Dégage, je suis pressé !
Je sors de la mairie et là encore, je suis très content d'avoir pu aider une personne qui semblait être dans le besoin. Par contre, si le maire avait l'intention de refuser l'idée d'Opélie, je pense qu'il aurait mille raisons de m'en vouloir à cause de la discussion que j'ai pu avoir avec cette dernière. Alors que je m'éloigne du bâtiment administratif et que mes pas résonnent encore une fois sur les dalles en pierre qui recouvrent le sol, mon esprit me tient en alerte en me faisant songer à monsieur Resetti. Du coup, je m'arrête et je m'accorde quelques secondes pour réfléchir.

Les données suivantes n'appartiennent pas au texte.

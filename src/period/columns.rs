//! Column pagination along month boundaries

use crate::layout::{pack_atomic, DEFAULT_MAX_COLS_PER_PAGE};
use crate::period::MonthChunk;
use serde::Serialize;
use smallvec::SmallVec;

/// A horizontal slice of the period axis that fits one physical page
#[derive(Debug, Clone, PartialEq, Eq, Serialize)]
#[serde(rename_all = "camelCase")]
pub struct ColumnPage {
    /// Page index (0-based)
    pub page_index: usize,
    pub start_period: usize,
    pub end_period: usize,
    pub month_chunks: SmallVec<[MonthChunk; 4]>,
    pub period_count: usize,
    /// A single month wider than the column budget
    pub oversized: bool,
}

impl ColumnPage {
    /// Check if this page contains a given period
    pub fn contains_period(&self, period: usize) -> bool {
        period >= self.start_period && period <= self.end_period
    }

    /// Periods in ascending order
    pub fn periods(&self) -> impl Iterator<Item = usize> + '_ {
        self.month_chunks.iter().flat_map(|chunk| chunk.periods())
    }
}

/// Packs month chunks into column pages without splitting a month
#[derive(Debug, Clone, Copy)]
pub struct ColumnPaginator {
    max_cols_per_page: usize,
}

impl Default for ColumnPaginator {
    fn default() -> Self {
        Self::new(DEFAULT_MAX_COLS_PER_PAGE)
    }
}

impl ColumnPaginator {
    pub fn new(max_cols_per_page: usize) -> Self {
        Self { max_cols_per_page }
    }

    pub fn max_cols_per_page(&self) -> usize {
        self.max_cols_per_page
    }

    /// Paginate month chunks, which must be in ascending period order
    pub fn paginate(&self, chunks: &[MonthChunk]) -> Vec<ColumnPage> {
        let bins = pack_atomic(chunks.iter().map(|c| c.period_count), self.max_cols_per_page);

        bins.into_iter()
            .enumerate()
            .map(|(page_index, bin)| {
                let month_chunks: SmallVec<[MonthChunk; 4]> =
                    chunks[bin.units.clone()].iter().cloned().collect();
                let start_period = month_chunks[0].start_period;
                let end_period = month_chunks[month_chunks.len() - 1].end_period;
                let oversized = bin.exceeds(self.max_cols_per_page);

                if oversized {
                    log::warn!(
                        "column page {} holds {} periods ({}-{}), over the budget of {}",
                        page_index,
                        bin.size,
                        start_period,
                        end_period,
                        self.max_cols_per_page
                    );
                }

                ColumnPage {
                    page_index,
                    start_period,
                    end_period,
                    month_chunks,
                    period_count: bin.size,
                    oversized,
                }
            })
            .collect()
    }
}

Je me dois de trouver une solution car sinon, cette taupe réussira une nouvelle fois à me faire perdre mon temps en m'insultant et en me disant des choses dont je n'ai strictement rien à faire.

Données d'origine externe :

//! WASM bindings for the paginator

pub mod flat_buffer;

use crate::{PaginationConfig, PaginationError, Paginator};
use flat_buffer::PageBuffer;
use serde::Serialize;
use wasm_bindgen::prelude::*;

/// Initialize panic hook for better error messages
#[wasm_bindgen(start)]
pub fn init() {
    #[cfg(feature = "console_error_panic_hook")]
    console_error_panic_hook::set_once();
}

fn to_js_error(err: PaginationError) -> JsValue {
    JsValue::from_str(&err.to_string())
}

fn to_json<T: Serialize>(value: &T) -> Result<String, JsValue> {
    serde_json::to_string(value).map_err(|err| JsValue::from_str(&err.to_string()))
}

/// WASM-exposed paginator wrapper.
///
/// Rows cross the boundary as their hierarchy keys only; the renderer
/// keeps the row payloads and indexes them with the returned offsets.
#[wasm_bindgen]
pub struct WasmPaginator {
    paginator: Paginator,
    buffer: PageBuffer,
}

#[wasm_bindgen]
impl WasmPaginator {
    /// Create a paginator from an optional JSON config (defaults otherwise)
    #[wasm_bindgen(constructor)]
    pub fn new(config_json: Option<String>) -> Result<WasmPaginator, JsValue> {
        let paginator = match config_json {
            Some(json) => Paginator::from_json(&json).map_err(to_js_error)?,
            None => Paginator::default(),
        };

        Ok(Self {
            paginator,
            buffer: PageBuffer::new(),
        })
    }

    /// Current configuration as JSON
    #[wasm_bindgen(js_name = getConfig)]
    pub fn get_config(&self) -> Result<String, JsValue> {
        to_json(self.paginator.config())
    }

    /// Page matrix as JSON; `rows` in each page are the keys of that page
    pub fn paginate(&self, keys: &[u32], total_periods: usize) -> Result<String, JsValue> {
        let pages = self.paginator.pages(keys, total_periods, |key| *key);
        to_json(&pages)
    }

    /// Row pages only, as JSON
    #[wasm_bindgen(js_name = rowPages)]
    pub fn row_pages(&self, keys: &[u32]) -> Result<String, JsValue> {
        to_json(&self.paginator.row_pages(keys, |key| *key))
    }

    /// Column pages only, as JSON
    #[wasm_bindgen(js_name = columnPages)]
    pub fn column_pages(&self, total_periods: usize) -> Result<String, JsValue> {
        to_json(&self.paginator.column_pages(total_periods))
    }

    /// Advisory page count estimate, as JSON
    pub fn estimate(&self, total_rows: usize, total_cols: usize) -> Result<String, JsValue> {
        to_json(&self.paginator.estimate(total_rows, total_cols))
    }

    /// Period labels for the whole axis
    #[wasm_bindgen(js_name = columnLabels)]
    pub fn column_labels(&self, total_periods: usize) -> js_sys::Array {
        self.paginator
            .period_labels(total_periods)
            .iter()
            .map(|label| JsValue::from_str(label))
            .collect()
    }

    /// Encode the page matrix into the flat buffer; returns the page count.
    /// Read it back through the pointer/length accessors.
    #[wasm_bindgen(js_name = layoutBuffer)]
    pub fn layout_buffer(&mut self, keys: &[u32], total_periods: usize) -> usize {
        let pages = self.paginator.pages(keys, total_periods, |key| *key);
        self.buffer.encode(&pages);
        pages.len()
    }

    #[wasm_bindgen(js_name = u32Ptr)]
    pub fn u32_ptr(&self) -> u32 {
        self.buffer.u32_ptr()
    }

    #[wasm_bindgen(js_name = u32Len)]
    pub fn u32_len(&self) -> u32 {
        self.buffer.u32_len()
    }

    #[wasm_bindgen(js_name = textPtr)]
    pub fn text_ptr(&self) -> u32 {
        self.buffer.text_ptr()
    }

    #[wasm_bindgen(js_name = textLen)]
    pub fn text_len(&self) -> u32 {
        self.buffer.text_len()
    }
}

impl Default for WasmPaginator {
    fn default() -> Self {
        Self {
            paginator: Paginator::default(),
            buffer: PageBuffer::new(),
        }
    }
}

impl WasmPaginator {
    /// Wrap an already-configured paginator
    pub fn with_config(config: PaginationConfig) -> Result<Self, PaginationError> {
        Ok(Self {
            paginator: Paginator::new(config)?,
            buffer: PageBuffer::new(),
        })
    }

    /// Encoded page buffer from the last `layout_buffer` call
    pub fn buffer(&self) -> &PageBuffer {
        &self.buffer
    }
}

#[cfg(test)]
mod tests {
    use super::*;

    #[test]
    fn test_paginate_json() {
        let wasm = WasmPaginator::default();
        let keys: Vec<u32> = (0..50).map(|i| if i < 25 { 1 } else { 2 }).collect();
        let json = wasm.paginate(&keys, 24).unwrap();

        let pages: serde_json::Value = serde_json::from_str(&json).unwrap();
        let pages = pages.as_array().unwrap();
        assert_eq!(pages.len(), 4);
        assert_eq!(pages[0]["pageNumber"], 1);
        assert_eq!(pages[3]["continuationContext"], "Rows 26-50 | Periods 17-24");
        assert_eq!(pages[2]["rows"].as_array().unwrap().len(), 25);
    }

    #[test]
    fn test_estimate_json() {
        let wasm = WasmPaginator::default();
        let estimate: serde_json::Value =
            serde_json::from_str(&wasm.estimate(60, 20).unwrap()).unwrap();
        assert_eq!(estimate["totalPages"], 6);
        assert_eq!(estimate["needsPagination"], true);
    }

    #[test]
    fn test_layout_buffer() {
        let mut wasm = WasmPaginator::with_config(PaginationConfig::new(10, 8, 4)).unwrap();
        let keys: Vec<u32> = (0..30).map(|i| i / 5).collect();
        let count = wasm.layout_buffer(&keys, 16);
        assert_eq!(count, 6);
        assert_eq!(wasm.buffer().page_count(), Some(6));
    }

    #[test]
    fn test_with_config_rejects_zero_budget() {
        assert!(WasmPaginator::with_config(PaginationConfig::new(28, 0, 4)).is_err());
    }
}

Aussitôt, je remarque un arbre à quelques mètres de moi et je m'empresse de me glisser derrière lui afin de dissimuler mon corps. Peu après, je bascule légèrement ma tête sur ma droite pour que ma vue puisse se dégager du tronc afin de jeter un coup d'œil en direction de ma demeure. La taupe est encore là et présente des signes d'impatience car je le vois lever les pattes au ciel tout en jurant des noms d'oiseau. Bon, comment vais-je faire pour rentrer chez moi sans qu'il me brise les pieds ? Tout en replaçant mon visage devant le tronc de l'arbre, j'attends que mes méninges fassent leur œuvre et lorsque ces dernières me suggèrent une solution, je dois avouer que celle-ci me séduit beaucoup.

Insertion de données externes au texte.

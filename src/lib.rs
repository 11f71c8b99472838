//! Catalog-Walker: a retailer catalog mapper
//!
//! This crate walks a retailer's catalog API department by department,
//! discovers its category tree down to a bounded depth, extracts the
//! products listed under leaf categories, and persists both into SQLite.

pub mod config;
pub mod crawler;
pub mod model;
pub mod output;
pub mod storage;

#[cfg(test)]
mod test_utils;

use thiserror::Error;

/// Main error type for Catalog-Walker operations
#[derive(Debug, Error)]
pub enum CatalogError {
    #[error("Configuration error: {0}")]
    Config(#[from] ConfigError),

    #[error("HTTP client error: {0}")]
    Reqwest(#[from] reqwest::Error),

    #[error("Database error: {0}")]
    Database(#[from] rusqlite::Error),

    #[error("Storage error: {0}")]
    Storage(#[from] storage::StorageError),

    #[error("URL parse error: {0}")]
    UrlParse(#[from] ::url::ParseError),

    #[error("Unknown store: {0}")]
    UnknownStore(String),

    #[error("IO error: {0}")]
    Io(#[from] std::io::Error),
}

/// Configuration-specific errors
#[derive(Debug, Error)]
pub enum ConfigError {
    #[error("Failed to read config file: {0}")]
    Io(#[from] std::io::Error),

    #[error("Failed to parse TOML: {0}")]
    Parse(#[from] toml::de::Error),

    #[error("Validation error: {0}")]
    Validation(String),

    #[error("Invalid URL in config: {0}")]
    InvalidUrl(String),
}

/// Result type alias for Catalog-Walker operations
pub type Result<T> = std::result::Result<T, CatalogError>;

/// Result type alias for configuration operations
pub type ConfigResult<T> = std::result::Result<T, ConfigError>;

// Re-export commonly used types
pub use config::Config;
pub use model::{Category, DepthCategoryMap, Product, RunMode};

Rapidement, je m'éloigne de l'arbre et m'immobilise afin de me concentrer. Cela fait longtemps que je ne me suis pas tapé un sprint et j'espère que mon corps va pouvoir encaisser ce que je m'apprête à lui faire subir. Dans un coin de ma tête, je fais le décompte et dès que j'arrive à zéro, me voilà en train d'entamer une course de fond dont j'ignore si elle ferait l'admiration de quelques juges. Dès que j'arrive sur les pavés de pierre qui bordent ma résidence, je vois Resetti qui me regarde, s'apprêtant à me dire quelque chose.
- Dégage, je suis pressé ! Lui dis-je.
- Si tu pensais t'en tirer comme ça espèce de cassos, c'est bien mal me connaître !
- Je m'en fous complètement et va bouffer tes racines, espèce d'animal tout cradingue.
Dès que je termine cette phrase, j'arrive devant la porte d'entrée de ma maison et je m'empare très vite de sa poignée. Ensuite, je la fait tourner sur elle-même et dès que l'issue s'ouvre, je me dépêche pour me glisser à l'intérieur. Pour être sûr que la taupe ne m'embêtera pas à l'intérieur de chez moi, je veille à bien fermer la porte à clef et je me déplace jusqu'à l'une de mes fenêtres pour savoir dans quel état est le rongeur. Celui-ci a le visage rubicond et se montre beaucoup plus bruyant que tout à l'heure puisqu'il vient d'essuyer un nouvel échec. Ben ouais ma petite, si tu pensais m'avoir à mon retour, cela prouve que tu ne sais rien de moi et je te rassure sur un point, je te réserve d'autres surprises.